Re: [PATCH] Alpha: Emulate unaligned LDx_L/STx_C for data consistency

From: Eric W. Biederman
Date: Thu Apr 10 2025 - 00:40:34 EST


"Maciej W. Rozycki" <macro@xxxxxxxxxxx> writes:

> On Wed, 9 Apr 2025, Eric W. Biederman wrote:
>
>> >> So unless you actually *see* the unaligned faults, I really think you
>> >> shouldn't emulate them.
>> >>
>> >> And I'd like to know where they are if you do see them
>>
>> I was nerd sniped by this so I took a look.
>>
>> I have a distinct memory that even the ipv4 stack can generate unaligned
>> loads. Looking at the code in net/ipv4/ip_input.c:ip_rcv_finish_core
>> there are several unprotected accesses to iph->daddr.
>>
>> Which means that if the lower layers ever give something that is not 4
>> byte aligned for ipv4 just reading the destination address will be an
>> unaligned read.
>>
>> There are similar unprotected accesses to the ipv6 destination address
>> but it is declared as an array of bytes. So that address can not
>> be misaligned.
>>
>> There is a theoretical path through 802.2 that adds a 3 byte sap
>> header that could cause problems. We have LLC_SAP_IP defined
>> but I don't see anything calling register_8022_client that would
>> be needed to hook that up to the ipv4 stack.
>>
>> As long as the individual ethernet drivers have the hardware deliver
>> packets 2 bytes into an aligned packet buffer the 14 byte ethernet
>> header will end on a 16 byte aligned location, I don't think there
>> is a way to trigger unaligned behavior with ipv4 or ipv6.
>>
>> Hmm. Looking appletalk appears to be built on top of SNAP.

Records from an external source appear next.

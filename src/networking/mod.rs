#![forbid(unsafe_code)]
#![allow(missing_docs)]

//! Networking: wire codec and TCP transport.

pub mod codec;
pub mod transport;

>> So after the ethernet header processing the code goes through
>> net/llc/llc_input.c:llc_rcv and then net/802/snap_rcv before
>> reaching any of the appletalk protocols.
>>
>> I think the common case for llc would be 3 bytes + 5 bytes for snap,
>> for 8 bytes in the common case. But the code seems to be reading
>> 4 or 5 bytes for llc so I am confused. In either case it definitely
>> appears there are cases where the ethernet headers before appletalk
>> can be an odd number of bytes which has the possibility of unaligning
>> everything.
>>
>> Both of the appletalk protocols appear to make unguarded 16bit reads
>> from their headers. So having a buffer that is only 1 byte aligned
>> looks like it will definitely be a problem.
>
> Thank you for your analysis, really insightful.
>
>> > FWIW, all the major architectures that have variants without
>> > unaligned load/store (arm32, mips, ppc, riscv) trap and emulate
>> > them for both user and kernel access for normal memory, but
>> > they don't emulate it for atomic ll/sc type instructions.

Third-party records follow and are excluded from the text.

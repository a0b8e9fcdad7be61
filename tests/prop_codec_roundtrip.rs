// Copyright (c) 2026 Quorumcast
// Licensed under the Apache License, Version 2.0

#![forbid(unsafe_code)]

use proptest::prelude::*;

use quorumcast::core::types::{NodeId, SigEntry, Signature64};
use quorumcast::networking::codec::Frame;

fn arb_node() -> impl Strategy<Value = NodeId> {
    (0u32..128).prop_map(NodeId::from)
}

fn arb_ip() -> impl Strategy<Value = String> {
    "[0-9a-z.:]{0,48}"
}

fn arb_sig() -> impl Strategy<Value = Signature64> {
    any::<[u8; 32]>().prop_map(|half| {
        let mut s = [0u8; 64];
        s[..32].copy_from_slice(&half);
        s[32..].copy_from_slice(&half);
        Signature64(s)
    })
}

fn arb_sig_list() -> impl Strategy<Value = Vec<SigEntry>> {
    proptest::collection::vec(
        (arb_node(), arb_sig()).prop_map(|(node, signature)| SigEntry { node, signature }),
        0..8,
    )
}

fn arb_payload() -> impl Strategy<Value = Vec<u8>> {
    proptest::collection::vec(any::<u8>(), 0..512)
}

proptest! {
    #[test]
    fn ack_round_trips(sender in arb_node()) {
        let frame = Frame::Ack { sender };
        prop_assert_eq!(Frame::decode(&frame.encode()).unwrap(), frame);
    }

    #[test]
    fn send_round_trips(
        sender in arb_node(),
        round in 0u32..1_000_000,
        ip in arb_ip(),
        payload in arb_payload(),
    ) {
        let frame = Frame::Send { sender, round, ip, payload };
        prop_assert_eq!(Frame::decode(&frame.encode()).unwrap(), frame);
    }

    #[test]
    fn echo_round_trips(
        sender in arb_node(),
        round in 0u32..1_000_000,
        ip in arb_ip(),
        signature in arb_sig(),
        payload in arb_payload(),
    ) {
        let frame = Frame::Echo { sender, round, ip, signature, payload };
        prop_assert_eq!(Frame::decode(&frame.encode()).unwrap(), frame);
    }

    #[test]
    fn fin_round_trips(
        sender in arb_node(),
        round in 0u32..1_000_000,
        ip in arb_ip(),
        signatures in arb_sig_list(),
        payload in arb_payload(),
    ) {
        let frame = Frame::Fin { sender, round, ip, signatures, payload };
        prop_assert_eq!(Frame::decode(&frame.encode()).unwrap(), frame);
    }

    #[test]
    fn sup_round_trips(
        sender in arb_node(),
        round in 0u32..1_000_000,
        ip in arb_ip(),
        original_sender in arb_node(),
        signatures in arb_sig_list(),
        payload in arb_payload(),
    ) {
        let frame = Frame::Sup { sender, round, ip, original_sender, signatures, payload };
        prop_assert_eq!(Frame::decode(&frame.encode()).unwrap(), frame);
    }

    /// Decoding never panics on arbitrary bytes; anything it accepts
    /// re-encodes to a stable decodable form.
    #[test]
    fn decode_is_total(bytes in proptest::collection::vec(any::<u8>(), 0..256)) {
        if let Ok(frame) = Frame::decode(&bytes) {
            let reencoded = frame.encode();
            prop_assert_eq!(Frame::decode(&reencoded).unwrap(), frame);
        }
    }
}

>> > These instructions also trap and kill the task on the
>> > architectures that can do hardware unaligned access (x86
>> > cmpxchg8b being a notable exception).
>
> But all those architectures have 1-byte and 2-byte memory access machine
> instructions as well, and consequently none requires an RMW sequence to
> update such data quantities that implies the data consistency issue that
> we have on non-BWX Alpha.
>
>> I don't see anything that would get atomics involved in the networking
>> stack. No READ_ONCE on packet data or anything like that. I believe
>> that is fairly fundamental as well. Whatever is processing a packet is
>> the only code processing that packet.
>>
>> So I would be very surprised if the kernel needed emulation of any
>> atomics, just emulation of normal unaligned reads. I haven't looked to
>> see if the transmission paths do things that will result in unaligned
>> writes.
>
> The problem we have on the non-BWX Alpha target is that hardware has no
> memory access instructions narrower than 4 bytes. Consequently to write a
> 1- or 2-byte quantity an RMW instruction sequence is required, in the way
> of reading the whole 4-byte quantity, inserting the bytes to be modified,
> and writing the whole 4-byte quantity back to memory. However such a
> sequence is not safe for concurrent writes, as described below.
>
> A pair of concurrent RMW sequences targetting the same part of an aligned
> 4-byte data quantity is not an issue: it's just an execution race and
> software may be prepared for it (or otherwise either prevent the race via
> a mutex or alternatively use an atomic data type along with the associated
> accessors, which will move data locations in memory suitably apart).
>
> The issue is a pair of concurrent RMW sequences targetting different
> parts of the same aligned 4-byte data quantity: software can legitimately
> expect that writes to disjoint memory locations (e.g. adjacent struct
> members, except for bit-fields) won't affect each other. But here where a
> pair of such RMW sequences runs interleaved, the later write to one
> location will clobber the value written previously to the other. So we
> have a data race. Note that no atomicity is concerned here, we are
> talking plain memory writes, such as with ordinary assignments to regular
> variables in C code.
>
> So I have come up with a solution where such RMW sequences are actually
> emitted by GCC as an LDL_L/STL_C atomic access loop which ensures that no
> intervening write has changed the aligned 4-byte data quantity containing
> the 1- or 2-byte quantity accessed. This guarantees consistency of the
> part(s) of the aligned 4-byte data quantity *outside* the 1- or 2-byte
> quantity written. Atomicity is guaranteed by hardware as a side effect,
> but not a part of this Alpha/Linux psABI extension (i.e. not in our
> contract).
>
> For known-unaligned 2-byte quantities (such as packed structure members)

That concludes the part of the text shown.